Sit still is fine, or get a pair of these then you can walk,talk and shoot the bull with a buddy while they do the "work" for ya:


----------



## Waif (Oct 27, 2013)

Shupac said:


> How much should I try to hide for squirrel hunting? I usually just sit behind some fallen brush with my back to a tree, though I read in the Crome squirrel tournament thread someone was hunting from a ground blind. Should I build a heavier brush blind to hunt from? Or just concentrate on sitting still?


Be seen. As far as yor hunter orange ,be seen!
That said ,I am not a fan of a solid orange hat when hunting squirrel. And denim. Head turns ,and raises and lowers.Moving,moving. Half orange is my compromise. An orange vest moves less that a hat ,but the addition of a hat is more insurance of being seen.( By other humans).
If you are sitting ,movement and clashing with your background get you noticed.
You might find squirrels more relaxed when you ignore them ,and don' t focus on them when deer hunting.
Stay focused on one and they can get suspicious....
If a blind exists you can try it. experimenting is always good. I would not build one just for squirrel though.


----------



## 357Maximum (Nov 1, 2015)

Right now just like most winters, I have been having much better luck from 1100 to 1400 than I have had early or late in the day. This warm spell and their natural URGES will change that right suddenlike though.


----------



## feedinggrounds (Jul 21, 2009)

First off some great looking dogs, I have taken so many squirrels some years more than others. I have never hunted with dogs, I want to, put that on the list. But I find movement is a deal breaker. I wear a orange camo hat, I also use a wicker fishing creel for all my small game, it has my tools, ziplock bags and wetwipes I clean them buggers as fast as they hit the ground.
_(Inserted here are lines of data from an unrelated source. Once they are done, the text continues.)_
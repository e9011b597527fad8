//! src/app/etat.rs
//!
//! État de la calculatrice (sans console, sans évaluation).
//!
//! Rôle : contenir l’entrée, la dernière réponse, l’erreur et la démarche,
//! et offrir des opérations simples (AC, =) sans logique d’affichage terminal.
//!
//! Contrats :
//! - Aucune évaluation ici (pas de tokenisation, pas d’analyse).
//! - Une saisie fautive ne remplace jamais la dernière réponse.
//! - Défense en profondeur : bornes sur la largeur d’affichage.

use calculatrice_expr::noyau::eval::Valeur;
use calculatrice_expr::noyau::format::format_valeur;
use calculatrice_expr::noyau::is_float;
use calculatrice_expr::noyau::saisie::grouper_milliers;

/// Largeur d’affichage de la réponse par défaut (caractères).
pub const LARGEUR_DEFAUT: usize = 16;

/// Garde-fou : on borne la largeur.
const LARGEUR_MAX: usize = 64;

#[derive(Clone, Default, Debug)]
pub struct Demarche {
    pub jetons: String,
    pub arbre: String,
}

#[derive(Clone, Debug)]
pub struct AppCalc {
    // --- entrée utilisateur ---
    pub entree: String,

    // --- sorties ---
    pub ans: f64,                    // dernière réponse numérique
    pub non_resolue: Option<String>, // variable en cause si la dernière saisie n’a pas de valeur
    pub erreur: String,              // message d’erreur (si tokenisation/analyse/éval échoue)

    // --- démarche ---
    pub demarche: Demarche,

    // --- paramètres ---
    pub largeur: usize,
    pub trace: bool, // afficher la démarche après chaque saisie
}

impl Default for AppCalc {
    fn default() -> Self {
        Self {
            entree: String::new(),
            ans: 0.0,
            non_resolue: None,
            erreur: String::new(),
            demarche: Demarche::default(),
            largeur: LARGEUR_DEFAUT,
            trace: false,
        }
    }
}

impl AppCalc {
    /* ------------------------ Actions (état seulement) ------------------------ */

    /// AC : remise à zéro totale (entrée + réponse + résultats).
    pub fn reset_total(&mut self) {
        self.entree.clear();
        self.ans = 0.0;
        self.clear_resultats();
    }

    /// Efface erreur + démarche + variable en cause (garde entrée et réponse).
    pub fn clear_resultats(&mut self) {
        self.non_resolue = None;
        self.erreur.clear();
        self.demarche = Demarche::default();
    }

    /// = : la réponse redevient l’entrée, si son texte est un littéral acceptable.
    /// Une réponse non résolue n’a pas de texte numérique : refusée aussi.
    pub fn reprendre_ans(&mut self) {
        if self.non_resolue.is_some() {
            self.set_erreur("format incorrect");
            return;
        }
        let texte = self.ans.to_string();
        if is_float(Some(texte.as_str())) {
            self.entree = texte;
            self.erreur.clear();
        } else {
            self.set_erreur("format incorrect");
        }
    }

    /// Choix UX : on CONSERVE `ans` pour ne pas “effacer l’écran” sur une faute.
    pub fn set_erreur(&mut self, msg: impl Into<String>) {
        self.erreur = msg.into();
        self.non_resolue = None;
        self.demarche = Demarche::default();
    }

    /// Dépose un résultat. Une valeur non résolue laisse `ans` intact.
    pub fn set_resultat(&mut self, valeur: Valeur, demarche: Demarche) {
        self.erreur.clear();
        self.demarche = demarche;

        match valeur {
            Valeur::Nombre(v) => {
                self.ans = v;
                self.non_resolue = None;
            }
            Valeur::NonResolue(id) => self.non_resolue = Some(id),
        }
    }

    pub fn set_largeur(&mut self, largeur: usize) {
        self.largeur = largeur.clamp(1, LARGEUR_MAX);
    }

    /* ------------------------ Lecture pour l’affichage ------------------------ */

    pub fn affichage_entree(&self) -> String {
        grouper_milliers(&self.entree)
    }

    /// Vide si l’entrée est vide (rien à montrer) ; "?x" si la saisie reste non résolue.
    pub fn affichage_ans(&self) -> String {
        if self.entree.trim().is_empty() {
            return String::new();
        }
        let valeur = match &self.non_resolue {
            Some(id) => Valeur::NonResolue(id.clone()),
            None => Valeur::Nombre(self.ans),
        };
        format_valeur(&valeur, self.largeur)
    }
}
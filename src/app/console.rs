// src/app/console.rs
//
// Vue terminale (ligne par ligne)
// -------------------------------
// - Chaque ligne est une nouvelle entrée, évaluée aussitôt
// - Commandes : ":ac" (remise à zéro), "=" (la réponse devient l’entrée), ":q" (quitter)
// - Une faute de saisie n’arrête jamais la boucle : elle s’affiche, la réponse reste

use std::io::{self, BufRead, Write};

use calculatrice_expr::noyau::eval_expression;
use calculatrice_expr::noyau::saisie::normaliser_saisie;

use super::etat::{AppCalc, Demarche};

#[derive(Debug, PartialEq)]
enum Commande<'a> {
    Quitter,
    ResetTotal,
    ReprendreAns,
    Saisie(&'a str),
}

impl<'a> Commande<'a> {
    fn depuis(ligne: &'a str) -> Self {
        match ligne.trim() {
            ":q" | ":quitter" => Commande::Quitter,
            ":ac" | "AC" => Commande::ResetTotal,
            "=" => Commande::ReprendreAns,
            s => Commande::Saisie(s),
        }
    }
}

impl AppCalc {
    /// Boucle principale : lit jusqu’à EOF ou ":q".
    pub fn executer<R: BufRead, W: Write>(&mut self, lecteur: R, mut sortie: W) -> io::Result<()> {
        for ligne in lecteur.lines() {
            let ligne = ligne?;

            match Commande::depuis(&ligne) {
                Commande::Quitter => break,
                Commande::ResetTotal => self.reset_total(),
                Commande::ReprendreAns => {
                    self.reprendre_ans();
                    if self.erreur.is_empty() {
                        self.eval_via_noyau();
                    }
                }
                Commande::Saisie(s) => {
                    self.entree = s.to_string();
                    self.eval_via_noyau();
                }
            }

            self.afficher(&mut sortie)?;
        }
        sortie.flush()
    }

    /// Évalue l’entrée via le noyau, puis dépose réponse/erreur/démarche dans l’état.
    pub fn eval_via_noyau(&mut self) {
        if self.entree.trim().is_empty() {
            self.clear_resultats();
            return;
        }

        let texte = normaliser_saisie(&self.entree);
        match eval_expression(&texte) {
            Ok(ev) => {
                let d = Demarche {
                    jetons: ev.demarche.jetons,
                    arbre: ev.demarche.arbre,
                };
                self.set_resultat(ev.valeur, d);
            }
            Err(e) => {
                log::debug!("saisie {:?} non évaluée : {e}", self.entree);
                if e.est_syntaxe() {
                    self.set_erreur(format!("syntaxe : {e}"));
                } else {
                    self.set_erreur(e.to_string());
                }
            }
        }
    }

    pub fn afficher<W: Write>(&self, sortie: &mut W) -> io::Result<()> {
        if self.entree.trim().is_empty() && self.erreur.is_empty() {
            return Ok(());
        }

        writeln!(sortie, "{} = {}", self.affichage_entree(), self.affichage_ans())?;

        if !self.erreur.is_empty() {
            writeln!(sortie, "! {}", self.erreur)?;
        }
        if self.trace && !self.demarche.jetons.is_empty() {
            writeln!(sortie, "  jetons : {}", self.demarche.jetons)?;
            writeln!(sortie, "  arbre  : {}", self.demarche.arbre)?;
        }
        Ok(())
    }
}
If I have something behind me and go into statue mode I think squirrels have short attention span. If I have my hand in the creel I can squeeze my call bellows and not show movement. If I lost track of the nutcracker. They will move or bark. But I just stand rock still. I have hunted them from my box blind sniper style but did not enjoy it as much.


----------



## shotgun12 (Jul 19, 2005)

in england i shoot them all year round,i dont hide from them just walk though the woods, when they move shoot them.


----------



## capper (Sep 3, 2015)

We never used any kind of blind for squirrels. Just found a spot with either a few leaf nests or a couple of good den trees and sat real still with our back to a tree. Back then, there was no blaze orange law so we just wore a regular old tan hunting coat and bluejeans. Sitting real still is the main thing. When you want to look to the side - move your eyes first, then very slowly turn your head. Sudden moves is what will give you away every time. We carried one of those little cushions to sit on to keep your butt dry.
I did notice that in later years when we could afford to buy camo coveralls we did seem to kill more squirrels. But that could also be because we had found a better squirrel woods.


----------



## General Ottsc (Oct 5, 2017)

Find some oak trees and wait. The squirrels do seem to like roaming out when it's sunny out, but that's not to say they won't move with a day like today(cool, cloudy, damp).
It's more important that you're quiet and move very little. Stand behind a tree for cover. Also look up at the trees very carefully. You never know if there's a squirrel hugging a branch or if it's looking at you between the v of a tree.


----------



## Shupac (Apr 17, 2005)

Thanks. My squirreling hat is grey...hope it doesn't get mistaken for a grey squirrel at some point! Will keep doing mostly what I'm doing, and keep looking for better spots.


----------



## JUSTCATCHINUM (Feb 19, 2004)

I was 12 and started small game hunting back in the early 60"s. My great uncle was a squirrel hunting fanatic. He use to take me and he said/taught me they were very curious animals. We would sit by oak trees and throw a hat out in front of us ans sit still. Not long after, if there were any squirrels around they would come see what it was. Shoot them, retrieve the hat, walk about 50 yard and do it all over again. Crazy as it seems, it worked well.


----------



## bobberbill (Apr 5, 2011)

Pretend you're deer hunting. They will be everywhere.


----------



## Fishndude (Feb 22, 2003)

You need 1 small dog, that barks. Find a nice stand of Oaks, and let the dog bark and chase squirrels around trees. The Squirrel will move around a tree, to stay out of sight of the dog. You just stand there, and wait til the Squirrel moves to your side of the tree, then pop them with a .22. You can literally do this with a decent BB gun. I did, when I was a kid.


----------



## General Ottsc (Oct 5, 2017)

JUSTCATCHINUM said:


> I was 12 and started small game hunting back in the early 60"s. My great uncle was a squirrel hunting fanatic. He use to take me and he said/taught me they were very curious animals. We would sit by oak trees and throw a hat out in front of us ans sit still. Not long after, if there were any squirrels around they would come see what it was. Shoot them, retrieve the hat, walk about 50 yard and do it all over again. Crazy as it seems, it worked well.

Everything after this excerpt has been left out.